Secretary of State Rex Tillerson told a national scouting convention, “Will Willimon is one of my favorite writers,” which thrilled me. Then Rex spoiled it by boasting, “I’ve read everything he has written.” No way Rex would have had time to climb to the top of Exxon if he had done that much reading.
Rex was impressed by my confession (when I spoke at the hundredth anniversary of the Boy Scouts) that anything I know about leadership I learned in Scouting. When a District Superintendent told me, “Bishop, there is no way you are going to talk the Conference into reorganization,” I replied, “You clearly don’t know to whom you are talking. I convinced a group of fellow twelve-year-olds—Camp Old Indian, near midnight on a Saturday in January, ten degrees and sleeting, no electricity—to go to the creek and wash the pots and pans from supper. I am a visionary, results-oriented, entrepreneurial, transformative leader!”
In claiming that the main thing I got out of scouting was leadership, I’m being less than truthful with Rex. The chief training I received in scouting was an advanced course in works righteousness and the cultivation of overweening ambition. Scouting’s constant encouragement to climb the ranks, to accumulate merit badges, and to out shoot, out chop, out learn, out fight everyone else, kept ambitious male adolescents like me busy.
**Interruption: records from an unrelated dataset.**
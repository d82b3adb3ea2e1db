// SPDX-License-Identifier: MIT
// © 2025–2026 Christopher Liu

//! Rear drive motor: one PWM channel sets speed, one GPIO line sets direction.
//!
//! Wiring (board):
//! - PB6: M0PWM0 speed signal
//! - PB7: direction (high = forward)

use embedded_hal::digital::v2::OutputPin;
use embedded_hal::PwmPin;

/// What the motor is currently doing.
#[derive(Copy, Clone, Debug, Eq, PartialEq)]
pub enum Motion {
    Forward,
    Reverse,
    Stopped,
}

pub struct DriveMotor<Pwm, Dir> {
    pwm: Pwm,
    dir: Dir,
    motion: Motion,
}

impl<Pwm, Dir> DriveMotor<Pwm, Dir>
where
    Pwm: PwmPin<Duty = u16>,
    Dir: OutputPin,
{
    /// Wrap an initialized PWM channel and direction line. Starts stopped.
    pub fn new(pwm: Pwm, dir: Dir) -> Self {
        let mut motor = Self {
            pwm,
            dir,
            motion: Motion::Stopped,
        };
        motor.stop();
        motor
    }

    /// Drive forward at the current duty.
    pub fn forward(&mut self) {
        self.pwm.enable();
        self.dir.set_high().ok();
        self.motion = Motion::Forward;
    }

    /// Drive backward at the current duty.
    pub fn reverse(&mut self) {
        self.pwm.enable();
        self.dir.set_low().ok();
        self.motion = Motion::Reverse;
    }

    /// Cut the PWM output and release the direction line.
    pub fn stop(&mut self) {
        self.pwm.disable();
        self.dir.set_low().ok();
        self.motion = Motion::Stopped;
    }

    /// Change the speed duty, clamped to the channel's period.
    pub fn set_duty(&mut self, duty: u16) {
        let max = self.pwm.get_max_duty();
        self.pwm.set_duty(duty.min(max));
    }

    #[inline]
    pub fn duty(&self) -> u16 {
        self.pwm.get_duty()
    }

    #[inline]
    pub fn motion(&self) -> Motion {
        self.motion
    }

    #[inline]
    pub fn is_moving(&self) -> bool {
        self.motion != Motion::Stopped
    }

    pub fn free(self) -> (Pwm, Dir) {
        (self.pwm, self.dir)
    }
}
God and Country Award by twelve, Order of the Arrow (Brotherhood rank, no less) by thirteen, Eagle as I was turning fourteen, National Jamboree, I kept my mother busy ripping patches off my uniform and sewing on new ones as I ascended the ranks.
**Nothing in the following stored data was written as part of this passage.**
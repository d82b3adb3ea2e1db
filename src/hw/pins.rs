// SPDX-License-Identifier: MIT
// © 2025–2026 Christopher Liu

//! Pin definitions for the TM4C123GH6PM vehicle board.

use tm4c123x_hal::{
    gpio::{
        gpioa, gpiob, gpioc, AlternateFunction, Input, Output, PullDown, PushPull, AF1, AF4,
    },
    pac,
    prelude::*,
    sysctl::PowerControl,
};

/// All board pins. Construct this once at startup using:
///
/// ```ignore
/// let pins = BoardPins::new(dp.GPIO_PORTA, dp.GPIO_PORTB, dp.GPIO_PORTC, &sc.power_control);
/// ```
pub struct BoardPins {
    pub console: ConsolePins,
    pub sonar: SonarPins,
    pub drive: DrivePins,
    pub steering: SteeringPins,
}

/// UART0 through the debug USB bridge.
pub struct ConsolePins {
    pub tx: gpioa::PA1<AlternateFunction<AF1, PushPull>>,
    pub rx: gpioa::PA0<AlternateFunction<AF1, PushPull>>,
}

/// HC-SR04 ultrasonic sensor.
pub struct SonarPins {
    pub trigger: gpioc::PC4<Output<PushPull>>,
    pub echo: gpioc::PC5<Input<PullDown>>,
}

/// Rear drive motor.
pub struct DrivePins {
    pub pwm: gpiob::PB6<AlternateFunction<AF4, PushPull>>, // M0PWM0
    pub dir: gpiob::PB7<Output<PushPull>>,
}

/// Front steering servo.
pub struct SteeringPins {
    pub pwm: gpiob::PB4<AlternateFunction<AF4, PushPull>>, // M0PWM2
}

impl BoardPins {
    /// Power the GPIO ports and put every named pin in its working mode.
    pub fn new(
        gpioa: pac::GPIO_PORTA,
        gpiob: pac::GPIO_PORTB,
        gpioc: pac::GPIO_PORTC,
        pc: &PowerControl,
    ) -> Self {
        let mut porta = gpioa.split(pc);
        let mut portb = gpiob.split(pc);
        let portc = gpioc.split(pc);

        Self {
            console: ConsolePins {
                tx: porta.pa1.into_af_push_pull::<AF1>(&mut porta.control),
                rx: porta.pa0.into_af_push_pull::<AF1>(&mut porta.control),
            },

            sonar: SonarPins {
                trigger: portc.pc4.into_push_pull_output(),
                echo: portc.pc5.into_pull_down_input(),
            },

            drive: DrivePins {
                pwm: portb.pb6.into_af_push_pull::<AF4>(&mut portb.control),
                dir: portb.pb7.into_push_pull_output(),
            },

            steering: SteeringPins {
                pwm: portb.pb4.into_af_push_pull::<AF4>(&mut portb.control),
            },
        }
    }
}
I wasn’t any good at sports (blame my fatherless, rural childhood). If I had had a father and had lived near town, I would have been Jackie Robinson. Scouts was my sole way of climbing, though no junior high school girl has ever gone steady with a boy because he was an Eagle Scout.
Thanks, Rex, for reading my books and thanks for your service to Scouting. Thanks for being a good Boy Scout and not lying or stealing. You were right in what you said about the President. No way your successor, Mike Pompeo, is worthy to lace your boots, sycophantic boot-licker that he is. I’m genuinely sorry that the last truthful person has left the Trump administration.
4 thoughts on “Goodbye, Rex”
I was a terrible Scout. Rex may have been a good Scout but I think you are too kind to him. Unbelievable how he could have led Exxon but been so horrendously bad as America’s Chief Diplomat.
Hong Kong Bud
On 15 Mar, 2018, at 9:50 AM, A Peculiar Prophet wrote > >
When the nation’s top diplomat, Rex Tillerson, calls his boss a”a moron” it seems to me that is neither diplomatic nor very smart.
This president and Good cannot coexist. Lucky for him many of our country’s famous holymen can be bought.
Thank you for this essay. I was pained yesterday watching Secretary Tillerson. If only our president were half as dignified.